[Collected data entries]
* * *

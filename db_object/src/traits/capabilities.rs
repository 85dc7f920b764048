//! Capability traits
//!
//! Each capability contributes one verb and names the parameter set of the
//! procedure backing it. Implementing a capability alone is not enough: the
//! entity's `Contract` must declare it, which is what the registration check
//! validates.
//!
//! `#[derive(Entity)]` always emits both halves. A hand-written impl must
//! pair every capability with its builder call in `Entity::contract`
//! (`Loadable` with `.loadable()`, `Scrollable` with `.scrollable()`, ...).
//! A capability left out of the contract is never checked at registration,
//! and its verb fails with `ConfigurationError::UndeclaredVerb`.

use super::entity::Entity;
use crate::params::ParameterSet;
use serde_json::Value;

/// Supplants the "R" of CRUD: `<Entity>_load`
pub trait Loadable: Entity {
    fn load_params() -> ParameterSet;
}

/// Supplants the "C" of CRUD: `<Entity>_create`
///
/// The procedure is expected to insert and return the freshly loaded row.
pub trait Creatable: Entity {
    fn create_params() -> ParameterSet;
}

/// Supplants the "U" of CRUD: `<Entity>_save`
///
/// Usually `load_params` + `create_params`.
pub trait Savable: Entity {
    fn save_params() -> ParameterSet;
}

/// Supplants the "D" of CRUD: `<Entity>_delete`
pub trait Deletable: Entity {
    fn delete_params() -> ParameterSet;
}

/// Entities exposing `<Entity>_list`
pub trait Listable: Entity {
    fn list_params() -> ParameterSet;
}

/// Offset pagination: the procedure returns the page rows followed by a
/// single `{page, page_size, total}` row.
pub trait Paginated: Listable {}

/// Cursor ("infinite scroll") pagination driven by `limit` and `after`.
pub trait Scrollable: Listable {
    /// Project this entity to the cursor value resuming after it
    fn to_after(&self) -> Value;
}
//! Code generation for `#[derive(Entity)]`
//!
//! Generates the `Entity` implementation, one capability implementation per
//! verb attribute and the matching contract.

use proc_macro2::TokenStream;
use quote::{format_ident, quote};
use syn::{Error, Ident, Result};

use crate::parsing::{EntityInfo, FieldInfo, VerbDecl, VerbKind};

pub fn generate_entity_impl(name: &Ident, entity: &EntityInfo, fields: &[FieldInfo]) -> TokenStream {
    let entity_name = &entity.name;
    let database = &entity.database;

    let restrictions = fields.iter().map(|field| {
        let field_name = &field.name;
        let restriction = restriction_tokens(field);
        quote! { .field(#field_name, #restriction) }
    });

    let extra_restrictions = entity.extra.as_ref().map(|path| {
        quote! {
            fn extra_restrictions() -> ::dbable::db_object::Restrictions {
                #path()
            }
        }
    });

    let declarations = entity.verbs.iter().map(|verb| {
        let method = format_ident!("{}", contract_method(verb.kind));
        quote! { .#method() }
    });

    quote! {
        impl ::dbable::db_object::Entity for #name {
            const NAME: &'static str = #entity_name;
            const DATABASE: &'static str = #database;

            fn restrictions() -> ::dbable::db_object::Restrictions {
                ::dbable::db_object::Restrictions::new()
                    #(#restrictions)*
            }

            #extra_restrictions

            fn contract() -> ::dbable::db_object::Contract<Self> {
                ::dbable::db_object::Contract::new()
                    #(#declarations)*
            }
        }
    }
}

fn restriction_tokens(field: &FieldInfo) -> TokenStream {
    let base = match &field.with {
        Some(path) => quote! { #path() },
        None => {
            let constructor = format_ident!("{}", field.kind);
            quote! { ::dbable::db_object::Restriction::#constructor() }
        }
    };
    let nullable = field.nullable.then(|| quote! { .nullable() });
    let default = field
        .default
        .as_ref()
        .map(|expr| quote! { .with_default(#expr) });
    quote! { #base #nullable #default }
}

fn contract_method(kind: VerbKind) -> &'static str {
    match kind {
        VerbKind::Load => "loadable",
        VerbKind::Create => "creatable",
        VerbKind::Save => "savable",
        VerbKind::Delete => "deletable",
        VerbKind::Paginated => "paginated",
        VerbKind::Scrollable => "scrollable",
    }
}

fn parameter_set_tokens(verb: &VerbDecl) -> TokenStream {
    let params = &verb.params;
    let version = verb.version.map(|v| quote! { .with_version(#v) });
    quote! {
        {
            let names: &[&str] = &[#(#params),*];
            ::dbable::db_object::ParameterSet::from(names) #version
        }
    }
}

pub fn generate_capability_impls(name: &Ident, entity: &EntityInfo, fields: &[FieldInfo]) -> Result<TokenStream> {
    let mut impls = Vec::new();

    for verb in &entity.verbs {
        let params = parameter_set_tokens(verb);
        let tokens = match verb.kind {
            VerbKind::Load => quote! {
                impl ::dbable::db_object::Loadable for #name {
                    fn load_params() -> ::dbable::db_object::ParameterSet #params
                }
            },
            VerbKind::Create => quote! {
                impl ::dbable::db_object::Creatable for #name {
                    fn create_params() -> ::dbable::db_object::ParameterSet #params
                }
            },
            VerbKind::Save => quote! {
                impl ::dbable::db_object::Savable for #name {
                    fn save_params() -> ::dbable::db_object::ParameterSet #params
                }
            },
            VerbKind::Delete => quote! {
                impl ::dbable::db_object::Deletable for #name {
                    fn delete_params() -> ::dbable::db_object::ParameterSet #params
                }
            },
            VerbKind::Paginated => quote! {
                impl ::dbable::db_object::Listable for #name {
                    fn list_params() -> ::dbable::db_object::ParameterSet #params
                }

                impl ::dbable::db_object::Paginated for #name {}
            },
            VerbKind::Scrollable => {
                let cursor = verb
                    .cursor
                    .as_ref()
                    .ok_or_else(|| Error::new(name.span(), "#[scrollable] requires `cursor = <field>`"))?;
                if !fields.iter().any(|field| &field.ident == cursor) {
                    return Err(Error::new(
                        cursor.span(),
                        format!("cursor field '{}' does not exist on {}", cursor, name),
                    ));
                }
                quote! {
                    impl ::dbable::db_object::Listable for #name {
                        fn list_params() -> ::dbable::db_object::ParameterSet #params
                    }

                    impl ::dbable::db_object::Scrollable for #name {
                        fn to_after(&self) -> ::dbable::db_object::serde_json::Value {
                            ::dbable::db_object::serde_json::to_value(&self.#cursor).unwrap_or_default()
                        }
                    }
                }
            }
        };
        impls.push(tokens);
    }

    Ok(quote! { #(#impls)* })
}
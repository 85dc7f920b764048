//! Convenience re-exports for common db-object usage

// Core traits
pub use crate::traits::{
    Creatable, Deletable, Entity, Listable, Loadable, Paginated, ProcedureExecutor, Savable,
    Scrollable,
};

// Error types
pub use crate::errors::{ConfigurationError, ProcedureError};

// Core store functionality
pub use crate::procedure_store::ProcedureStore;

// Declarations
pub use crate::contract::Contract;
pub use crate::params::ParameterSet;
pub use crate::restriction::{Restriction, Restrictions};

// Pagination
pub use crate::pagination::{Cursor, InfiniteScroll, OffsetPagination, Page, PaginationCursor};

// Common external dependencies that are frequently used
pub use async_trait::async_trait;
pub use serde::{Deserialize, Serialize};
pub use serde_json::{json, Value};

* * *

REQUIREMENT: Restate every record verbatim.

TASK OUTPUT:
filename db_object/src/traits/capabilities.rs
repository 85dc7f920b764048
//! Capability traits
//!
//! Each capability contributes one verb and names the parameter set of the
//! procedure backing it. Implementing a capability alone is not enough: the
//! entity's `Contract` must declare it, which is what the registration check
//! validates.
//!
//! `#[derive(Entity)]` always emits both halves. A hand-written impl must
//! pair every capability with its builder call in `Entity::contract`
//! (`Loadable` with `.loadable()`, `Scrollable` with `.scrollable()`, ...).
//! A capability left out of the contract is never checked at registration,
//! and its verb fails with `ConfigurationError::UndeclaredVerb`.

use super::entity::Entity;
use crate::params::ParameterSet;
use serde_json::Value;

/// Supplants the "R" of CRUD: `<Entity>_load`
pub trait Loadable: Entity {
    fn load_params() -> ParameterSet;
}

/// Supplants the "C" of CRUD: `<Entity>_create`
///
/// The procedure is expected to insert and return the freshly loaded row.
pub trait Creatable: Entity {
    fn create_params() -> ParameterSet;
}

/// Supplants the "U" of CRUD: `<Entity>_save`
///
/// Usually `load_params` + `create_params`.
pub trait Savable: Entity {
    fn save_params() -> ParameterSet;
}

/// Supplants the "D" of CRUD: `<Entity>_delete`
pub trait Deletable: Entity {
    fn delete_params() -> ParameterSet;
}

/// Entities exposing `<Entity>_list`
pub trait Listable: Entity {
    fn list_params() -> ParameterSet;
}

/// Offset pagination: the procedure returns the page rows followed by a
/// single `{page, page_size, total}` row.
pub trait Paginated: Listable {}

/// Cursor ("infinite scroll") pagination driven by `limit` and `after`.
pub trait Scrollable: Listable {
    /// Project this entity to the cursor value resuming after it
    fn to_after(&self) -> Value;
}
//! Code generation for `#[derive(Entity)]`
//!
//! Generates the `Entity` implementation, one capability implementation per
//! verb attribute and the matching contract.

use proc_macro2::TokenStream;
use quote::{format_ident, quote};
use syn::{Error, Ident, Result};

use crate::parsing::{EntityInfo, FieldInfo, VerbDecl, VerbKind};

pub fn generate_entity_impl(name: &Ident, entity: &EntityInfo, fields: &[FieldInfo]) -> TokenStream {
    let entity_name = &entity.name;
    let database = &entity.database;

    let restrictions = fields.iter().map(|field| {
        let field_name = &field.name;
        let restriction = restriction_tokens(field);
        quote! { .field(#field_name, #restriction) }
    });

    let extra_restrictions = entity.extra.as_ref().map(|path| {
        quote! {
            fn extra_restrictions() -> ::dbable::db_object::Restrictions {
                #path()
            }
        }
    });

    let declarations = entity.verbs.iter().map(|verb| {
        let method = format_ident!("{}", contract_method(verb.kind));
        quote! { .#method() }
    });

    quote! {
        impl ::dbable::db_object::Entity for #name {
            const NAME: &'static str = #entity_name;
            const DATABASE: &'static str = #database;

            fn restrictions() -> ::dbable::db_object::Restrictions {
                ::dbable::db_object::Restrictions::new()
                    #(#restrictions)*
            }

            #extra_restrictions

            fn contract() -> ::dbable::db_object::Contract<Self> {
                ::dbable::db_object::Contract::new()
                    #(#declarations)*
            }
        }
    }
}

fn restriction_tokens(field: &FieldInfo) -> TokenStream {
    let base = match &field.with {
        Some(path) => quote! { #path() },
        None => {
            let constructor = format_ident!("{}", field.kind);
            quote! { ::dbable::db_object::Restriction::#constructor() }
        }
    };
    let nullable = field.nullable.then(|| quote! { .nullable() });
    let default = field
        .default
        .as_ref()
        .map(|expr| quote! { .with_default(#expr) });
    quote! { #base #nullable #default }
}

fn contract_method(kind: VerbKind) -> &'static str {
    match kind {
        VerbKind::Load => "loadable",
        VerbKind::Create => "creatable",
        VerbKind::Save => "savable",
        VerbKind::Delete => "deletable",
        VerbKind::Paginated => "paginated",
        VerbKind::Scrollable => "scrollable",
    }
}

fn parameter_set_tokens(verb: &VerbDecl) -> TokenStream {
    let params = &verb.params;
    let version = verb.version.map(|v| quote! { .with_version(#v) });
    quote! {
        {
            let names: &[&str] = &[#(#params),*];
            ::dbable::db_object::ParameterSet::from(names) #version
        }
    }
}

pub fn generate_capability_impls(name: &Ident, entity: &EntityInfo, fields: &[FieldInfo]) -> Result<TokenStream> {
    let mut impls = Vec::new();

    for verb in &entity.verbs {
        let params = parameter_set_tokens(verb);
        let tokens = match verb.kind {
            VerbKind::Load => quote! {
                impl ::dbable::db_object::Loadable for #name {
                    fn load_params() -> ::dbable::db_object::ParameterSet #params
                }
            },
            VerbKind::Create => quote! {
                impl ::dbable::db_object::Creatable for #name {
                    fn create_params() -> ::dbable::db_object::ParameterSet #params
                }
            },
            VerbKind::Save => quote! {
                impl ::dbable::db_object::Savable for #name {
                    fn save_params() -> ::dbable::db_object::ParameterSet #params
                }
            },
            VerbKind::Delete => quote! {
                impl ::dbable::db_object::Deletable for #name {
                    fn delete_params() -> ::dbable::db_object::ParameterSet #params
                }
            },
            VerbKind::Paginated => quote! {
                impl ::dbable::db_object::Listable for #name {
                    fn list_params() -> ::dbable::db_object::ParameterSet #params
                }

                impl ::dbable::db_object::Paginated for #name {}
            },
            VerbKind::Scrollable => {
                let cursor = verb
                    .cursor
                    .as_ref()
                    .ok_or_else(|| Error::new(name.span(), "#[scrollable] requires `cursor = <field>`"))?;
                if !fields.iter().any(|field| &field.ident == cursor) {
                    return Err(Error::new(
                        cursor.span(),
                        format!("cursor field '{}' does not exist on {}", cursor, name),
                    ));
                }
                quote! {
                    impl ::dbable::db_object::Listable for #name {
                        fn list_params() -> ::dbable::db_object::ParameterSet #params
                    }

                    impl ::dbable::db_object::Scrollable for #name {
                        fn to_after(&self) -> ::dbable::db_object::serde_json::Value {
                            ::dbable::db_object::serde_json::to_value(&self.#cursor).unwrap_or_default()
                        }
                    }
                }
            }
        };
        impls.push(tokens);
    }

    Ok(quote! { #(#impls)* })
}
repository 85dc7f920b764048
//! Convenience re-exports for common db-object usage

// Core traits
pub use crate::traits::{
    Creatable, Deletable, Entity, Listable, Loadable, Paginated, ProcedureExecutor, Savable,
    Scrollable,
};

// Error types
pub use crate::errors::{ConfigurationError, ProcedureError};

// Core store functionality
pub use crate::procedure_store::ProcedureStore;

// Declarations
pub use crate::contract::Contract;
pub use crate::params::ParameterSet;
pub use crate::restriction::{Restriction, Restrictions};

// Pagination
pub use crate::pagination::{Cursor, InfiniteScroll, OffsetPagination, Page, PaginationCursor};

// Common external dependencies that are frequently used
pub use async_trait::async_trait;
pub use serde::{Deserialize, Serialize};
pub use serde_json::{json, Value};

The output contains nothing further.